Grundsätze

Die BI gibt sich auf Grundlage der Gründungserklärung vom 31.07.2018 aus aktuellem Anlass folgende Leitlinie für ihre weitere Arbeit.

 

  1. Die Weltgemeinschaft verpflichtete sich in Paris auf ein Paket für notwendigen Klimaschutz und damit für das Ende von Kohle, Öl und Gas bis zur Mitte dieses Jahrhunderts (2050). Die Förderung und Verarbeitung von fossilen Energieträgern ist spätestens seit dem nicht mehr der Weg für eine Welt ohne Kriege und Klimakatastrophen.
     
  2. In enger Zusammenarbeit mit den Naturschutzverbänden (NABU und BUND) ist unser Ziel das Eintreten für den Schutz der Gesundheit des Menschen vor Schäden durch Umweltbeeinträchtigungen, vor allem im Bereich des Biosphärenreservates Oberspreewald und des Schwielochsees.

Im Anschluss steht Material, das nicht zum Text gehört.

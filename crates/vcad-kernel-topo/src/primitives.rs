//! Primitive solids as B-rep snapshots.
//!
//! Convention: outward normals. Planar faces carry their outward normal as
//! the plane axis; curved faces use the surface's natural normal.

use crate::{Face, Shape, Shell, Wire};
use std::f64::consts::TAU;
use vcad_kernel_geom::{Curve, Frame, Surface};
use vcad_kernel_math::{Point3, Vec3};

/// Box with one corner at the origin and dimensions `(sx, sy, sz)`.
pub fn cuboid(sx: f64, sy: f64, sz: f64) -> Shape {
    cuboid_at(Point3::origin(), sx, sy, sz)
}

/// Axis-aligned box with its minimum corner at `corner`.
pub fn cuboid_at(corner: Point3, sx: f64, sy: f64, sz: f64) -> Shape {
    let v = [
        corner,
        corner + Vec3::new(sx, 0.0, 0.0),
        corner + Vec3::new(sx, sy, 0.0),
        corner + Vec3::new(0.0, sy, 0.0),
        corner + Vec3::new(0.0, 0.0, sz),
        corner + Vec3::new(sx, 0.0, sz),
        corner + Vec3::new(sx, sy, sz),
        corner + Vec3::new(0.0, sy, sz),
    ];

    // (loop, normal), loops counter-clockwise seen from outside
    let face_defs: [([usize; 4], Vec3); 6] = [
        ([0, 3, 2, 1], -Vec3::z()),
        ([4, 5, 6, 7], Vec3::z()),
        ([0, 1, 5, 4], -Vec3::y()),
        ([2, 3, 7, 6], Vec3::y()),
        ([0, 4, 7, 3], -Vec3::x()),
        ([1, 2, 6, 5], Vec3::x()),
    ];

    let faces = face_defs
        .iter()
        .map(|(idx, normal)| {
            let pts: Vec<Point3> = idx.iter().map(|&i| v[i]).collect();
            Face::new(Surface::plane(pts[0], *normal), Wire::polygon(&pts))
        })
        .collect();

    Shape::from_shell(Shell {
        faces,
        closed: true,
    })
}

/// Cylinder along +Z with its base centered at the origin.
pub fn cylinder(radius: f64, height: f64) -> Shape {
    cone(radius, radius, height)
}

/// Cone frustum along +Z with its base centered at the origin.
///
/// A zero `radius_top` gives a pointed cone.
pub fn cone(radius_bottom: f64, radius_top: f64, height: f64) -> Shape {
    let bottom_seam = Point3::new(radius_bottom, 0.0, 0.0);
    let top_seam = Point3::new(radius_top, 0.0, height);
    let top_center = Point3::new(0.0, 0.0, height);

    let mut edges = vec![
        Curve::Arc {
            center: Point3::origin(),
            axis: Vec3::z(),
            start: bottom_seam,
            angle: TAU,
        },
        Curve::Line {
            start: bottom_seam,
            end: top_seam,
        },
    ];
    if radius_top > 0.0 {
        edges.push(Curve::Arc {
            center: top_center,
            axis: Vec3::z(),
            start: top_seam,
            angle: -TAU,
        });
    }
    edges.push(Curve::Line {
        start: top_seam,
        end: bottom_seam,
    });

    let lateral_surface = if (radius_top - radius_bottom).abs() < 1e-12 {
        Surface::Cylinder {
            frame: Frame::world(),
            radius: radius_bottom,
        }
    } else {
        Surface::Cone {
            frame: Frame::world(),
            radius: radius_bottom,
            half_angle: ((radius_top - radius_bottom) / height).atan(),
        }
    };

    let mut faces = vec![Face::new(lateral_surface, Wire::new(edges))];
    if radius_bottom > 0.0 {
        faces.push(disk(Point3::origin(), -Vec3::z(), radius_bottom));
    }
    if radius_top > 0.0 {
        faces.push(disk(top_center, Vec3::z(), radius_top));
    }

    Shape::from_shell(Shell {
        faces,
        closed: true,
    })
}

/// Sphere centered at the origin.
pub fn sphere(radius: f64) -> Shape {
    Shape::from_shell(Shell {
        faces: vec![Face::unbounded(Surface::Sphere {
            frame: Frame::world(),
            radius,
        })],
        closed: true,
    })
}

/// Torus around +Z centered at the origin.
pub fn torus(major_radius: f64, minor_radius: f64) -> Shape {
    Shape::from_shell(Shell {
        faces: vec![Face::unbounded(Surface::Torus {
            frame: Frame::world(),
            major_radius,
            minor_radius,
        })],
        closed: true,
    })
}

/// Planar disk face with outward normal `normal`.
fn disk(center: Point3, normal: Vec3, radius: f64) -> Face {
    Face::new(
        Surface::Plane {
            frame: Frame::new(center, normal, Vec3::x()),
        },
        Wire::new(vec![Curve::circle(center, normal, Vec3::x(), radius)]),
    )
}
//! Indexed polygon mesh output.

use serde::{Deserialize, Serialize};
use std::collections::HashMap;
use vcad_kernel_math::{Point3, Vec3};

/// One polygon of a [`MeshBuffer`].
#[derive(Debug, Clone, PartialEq, Serialize, Deserialize)]
pub struct MeshFace {
    /// Indices into [`MeshBuffer::points`], counter-clockwise around the normal.
    pub indices: Vec<u32>,
    /// Unit face normal, when computed.
    #[serde(default, skip_serializing_if = "Option::is_none")]
    pub normal: Option<Vec3>,
}

impl MeshFace {
    /// A triangle without a normal.
    pub fn triangle(a: u32, b: u32, c: u32) -> Self {
        Self {
            indices: vec![a, b, c],
            normal: None,
        }
    }
}

/// Indexed polygon mesh for scene export.
///
/// Every index is in range and every face has at least three distinct
/// vertices once the buffer leaves [`crate::tessellate`].
#[derive(Debug, Clone, Default, PartialEq, Serialize, Deserialize)]
pub struct MeshBuffer {
    /// Vertex positions.
    pub points: Vec<Point3>,
    /// Polygons over `points`.
    pub faces: Vec<MeshFace>,
}

impl MeshBuffer {
    /// Create an empty mesh.
    pub fn new() -> Self {
        Self::default()
    }

    /// Number of vertices.
    pub fn num_points(&self) -> usize {
        self.points.len()
    }

    /// Number of polygons.
    pub fn num_faces(&self) -> usize {
        self.faces.len()
    }

    /// Number of triangles the polygons fan into.
    pub fn num_triangles(&self) -> usize {
        self.faces
            .iter()
            .map(|f| f.indices.len().saturating_sub(2))
            .sum()
    }

    /// True when the mesh has no polygons.
    pub fn is_empty(&self) -> bool {
        self.faces.is_empty()
    }

    /// Add a vertex and return its index.
    pub fn push_point(&mut self, p: Point3) -> u32 {
        self.points.push(p);
        (self.points.len() - 1) as u32
    }

    /// Merge another mesh into this one.
    pub fn merge(&mut self, other: &MeshBuffer) {
        let offset = self.points.len() as u32;
        self.points.extend_from_slice(&other.points);
        self.faces.extend(other.faces.iter().map(|f| MeshFace {
            indices: f.indices.iter().map(|&i| i + offset).collect(),
            normal: f.normal,
        }));
    }

    /// Vertex count of every polygon, in order.
    pub fn face_vertex_counts(&self) -> Vec<u32> {
        self.faces.iter().map(|f| f.indices.len() as u32).collect()
    }

    /// All polygon indices, flattened in order.
    pub fn face_vertex_indices(&self) -> Vec<u32> {
        self.faces
            .iter()
            .flat_map(|f| f.indices.iter().copied())
            .collect()
    }

    /// Axis-aligned bounds `(min, max)`, or `None` for a mesh without points.
    pub fn extent(&self) -> Option<(Point3, Point3)> {
        let first = *self.points.first()?;
        Some(self.points.iter().fold((first, first), |(lo, hi), p| {
            (
                Point3::new(lo.x.min(p.x), lo.y.min(p.y), lo.z.min(p.z)),
                Point3::new(hi.x.max(p.x), hi.y.max(p.y), hi.z.max(p.z)),
            )
        }))
    }

    /// Total polygon area.
    pub fn surface_area(&self) -> f64 {
        self.faces
            .iter()
            .map(|f| newell_normal(&self.points, &f.indices).norm())
            .sum()
    }

    /// True when every index is in range and every face has three or more
    /// distinct vertices.
    pub fn validate(&self) -> bool {
        let n = self.points.len();
        self.faces.iter().all(|f| {
            f.indices.iter().all(|&i| (i as usize) < n) && distinct_count(&f.indices) >= 3
        })
    }

    /// Merge vertices closer than `tolerance` and remap face indices.
    ///
    /// The first vertex of each cluster wins, so the result is deterministic.
    /// Returns the number of vertices removed.
    pub fn weld(&mut self, tolerance: f64) -> usize {
        // Keep cell indices well inside i64 for large models.
        let reach = self
            .points
            .iter()
            .map(|p| p.coords.amax())
            .filter(|m| m.is_finite())
            .fold(0.0, f64::max);
        let cell = tolerance.max(reach * 1e-12).max(1e-12);
        let key = |p: &Point3| {
            [
                (p.x / cell).floor() as i64,
                (p.y / cell).floor() as i64,
                (p.z / cell).floor() as i64,
            ]
        };

        let mut grid: HashMap<[i64; 3], Vec<u32>> = HashMap::new();
        let mut welded: Vec<Point3> = Vec::with_capacity(self.points.len());
        let mut remap: Vec<u32> = Vec::with_capacity(self.points.len());

        for p in &self.points {
            let k = key(p);
            let mut found = None;
            'search: for dx in -1..=1 {
                for dy in -1..=1 {
                    for dz in -1..=1 {
                        let Some(bucket) = grid.get(&[
                            k[0].saturating_add(dx),
                            k[1].saturating_add(dy),
                            k[2].saturating_add(dz),
                        ]) else {
                            continue;
                        };
                        if let Some(&i) = bucket
                            .iter()
                            .find(|&&i| (welded[i as usize] - p).norm() <= tolerance)
                        {
                            found = Some(i);
                            break 'search;
                        }
                    }
                }
            }
            let index = match found {
                Some(i) => i,
                None => {
                    let i = welded.len() as u32;
                    welded.push(*p);
                    grid.entry(k).or_default().push(i);
                    i
                }
            };
            remap.push(index);
        }

        for face in &mut self.faces {
            for i in &mut face.indices {
                *i = remap[*i as usize];
            }
        }
        let removed = self.points.len() - welded.len();
        self.points = welded;
        removed
    }

    /// Drop faces with out-of-range indices, fewer than three distinct
    /// vertices, or an area not above `min_area`. Unreferenced points are
    /// removed afterwards. Returns the number of faces dropped.
    pub fn retain_valid(&mut self, min_area: f64) -> usize {
        let n = self.points.len();
        let points = &self.points;
        let before = self.faces.len();
        self.faces.retain_mut(|f| {
            if f.indices.iter().any(|&i| i as usize >= n) {
                return false;
            }
            f.indices.dedup();
            while f.indices.len() > 1 && f.indices.first() == f.indices.last() {
                f.indices.pop();
            }
            distinct_count(&f.indices) >= 3 && newell_normal(points, &f.indices).norm() > min_area
        });
        self.compact();
        before - self.faces.len()
    }

    /// Set every face normal from its vertex winding.
    pub fn compute_face_normals(&mut self) {
        for face in &mut self.faces {
            let n = newell_normal(&self.points, &face.indices);
            let len = n.norm();
            face.normal = (len > 0.0).then(|| n / len);
        }
    }

    /// Reverse the winding of every face.
    pub fn flip(&mut self) {
        for face in &mut self.faces {
            face.indices.reverse();
            face.normal = face.normal.map(|n| -n);
        }
    }

    fn compact(&mut self) {
        let mut used = vec![false; self.points.len()];
        for i in self.faces.iter().flat_map(|f| f.indices.iter()) {
            used[*i as usize] = true;
        }
        if used.iter().all(|u| *u) {
            return;
        }
        let mut remap = vec![0u32; self.points.len()];
        let mut kept = Vec::with_capacity(self.points.len());
        for (i, p) in self.points.iter().enumerate() {
            if used[i] {
                remap[i] = kept.len() as u32;
                kept.push(*p);
            }
        }
        for face in &mut self.faces {
            for i in &mut face.indices {
                *i = remap[*i as usize];
            }
        }
        self.points = kept;
    }
}

/// Half the Newell normal: its length is the polygon area.
fn newell_normal(points: &[Point3], indices: &[u32]) -> Vec3 {
    let n = indices.len();
    let mut sum = Vec3::zeros();
    for k in 0..n {
        let a = points[indices[k] as usize].coords;
        let b = points[indices[(k + 1) % n] as usize].coords;
        sum += a.cross(&b);
    }
    sum * 0.5
}

fn distinct_count(indices: &[u32]) -> usize {
    let mut sorted = indices.to_vec();
    sorted.sort_unstable();
    sorted.dedup();
    sorted.len()
}

#[cfg(test)]
mod tests {
    use super::*;

    fn unit_square() -> MeshBuffer {
        let mut mesh = MeshBuffer::new();
        for (x, y) in [(0.0, 0.0), (1.0, 0.0), (1.0, 1.0), (0.0, 1.0)] {
            mesh.push_point(Point3::new(x, y, 0.0));
        }
        mesh.faces.push(MeshFace::triangle(0, 1, 2));
        mesh.faces.push(MeshFace::triangle(0, 2, 3));
        mesh
    }

    #[test]
    fn test_counts_and_flattening() {
        let mesh = unit_square();
        assert_eq!(mesh.face_vertex_counts(), vec![3, 3]);
        assert_eq!(mesh.face_vertex_indices(), vec![0, 1, 2, 0, 2, 3]);
        assert_eq!(mesh.num_triangles(), 2);
        assert!((mesh.surface_area() - 1.0).abs() < 1e-12);
        assert!(mesh.validate());
    }

    #[test]
    fn test_extent() {
        assert_eq!(MeshBuffer::new().extent(), None);
        let (lo, hi) = unit_square().extent().unwrap();
        assert_eq!(lo, Point3::origin());
        assert_eq!(hi, Point3::new(1.0, 1.0, 0.0));
    }

    #[test]
    fn test_merge_offsets_indices() {
        let mut a = unit_square();
        a.merge(&unit_square());
        assert_eq!(a.num_points(), 8);
        assert_eq!(a.faces[2].indices, vec![4, 5, 6]);
    }

    #[test]
    fn test_weld_merges_duplicates() {
        let mut a = unit_square();
        a.merge(&unit_square());
        let removed = a.weld(1e-9);
        assert_eq!(removed, 4);
        assert_eq!(a.num_points(), 4);
        assert_eq!(a.faces[2].indices, vec![0, 1, 2]);
    }

    #[test]
    fn test_weld_across_cell_boundary() {
        let mut mesh = MeshBuffer::new();
        mesh.push_point(Point3::new(0.999_999_9, 0.0, 0.0));
        mesh.push_point(Point3::new(1.000_000_1, 0.0, 0.0));
        assert_eq!(mesh.weld(1e-6), 1);
    }

    #[test]
    fn test_weld_zero_tolerance_on_large_coordinates() {
        let mut mesh = MeshBuffer::new();
        for _ in 0..2 {
            mesh.push_point(Point3::new(1e7, 1e7, 1e7));
            mesh.push_point(Point3::new(-1e7, 0.0, 1e7));
        }
        mesh.push_point(Point3::new(1e7, 1e7, 1e7 - 1.0));
        assert_eq!(mesh.weld(0.0), 2);
        assert_eq!(mesh.num_points(), 3);
    }

    #[test]
    fn test_retain_valid_drops_degenerates() {
        let mut mesh = unit_square();
        // Collapsed and zero-area triangles
        mesh.faces.push(MeshFace::triangle(0, 0, 1));
        mesh.push_point(Point3::new(2.0, 0.0, 0.0));
        mesh.faces.push(MeshFace::triangle(0, 1, 4));
        mesh.faces.push(MeshFace::triangle(0, 1, 99));

        let dropped = mesh.retain_valid(1e-12);
        assert_eq!(dropped, 3);
        assert_eq!(mesh.num_faces(), 2);
        // The point only used by the zero-area triangle is gone
        assert_eq!(mesh.num_points(), 4);
        assert!(mesh.validate());
    }

    #[test]
    fn test_face_normals_follow_winding() {
        let mut mesh = unit_square();
        mesh.compute_face_normals();
        assert_eq!(mesh.faces[0].normal, Some(Vec3::z()));
        mesh.flip();
        assert_eq!(mesh.faces[0].normal, Some(-Vec3::z()));
        assert_eq!(mesh.faces[0].indices, vec![2, 1, 0]);
    }
}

Der Erhaltung, dem Schaffen und der Verbesserung von Lebensgrundlagen für eine artenreiche Tier- und Pflanzenwelt stehen die Pläne von CEP im Wege. Daher ist die Verhinderung der Gasförderung und die Aufbereitung des sogenannten "Sauergas" im Bereich des Erholungsgebietes und der Biosphäre weiterhin für die IG zentraler Aufgabenschwerpunkt.
     
  3. Zur Umsetzung dieser Ziele setzen wir auf die Instrumente der Demokratie und die Mitbestimmung aller Menschen, die ein Zusammenleben auch mit Andersdenkenden auf der Grundlage des Grundgesetzes der Bundesrepublik befürworten und aktiv leben. Im respektvollen Austausch über unterschiedliche Auffassungen wird der effektivste Weg zur Erreichung unserer Ziele gefunden. Wir respektieren anders denkende Menschen, uns sollten dabei das Bewusstsein und die Verantwortung der Existenz unserer Welt und der natürlichen Umwelt, in der wir leben, eigen sein.
     
  4. Die BI arbeitet weiterhin ausschliesslich und unmittelbar gemeinnützig, überparteilich und überkonfessionell. Sie hat sich zur freiheitlich demokratischen Grundordnung der Bundesrepublik Deutschland bekannt und ist gegen Fremdenfeindlichkeit, Rassismus und undemokratisches Verhalten. Wir arbeiten dazu eng u.a. mit dem "Bundesverband Bürgerinitiativen Umweltschutz e.v." und dem Verein "Mehr Demokratie e.v." zusammen.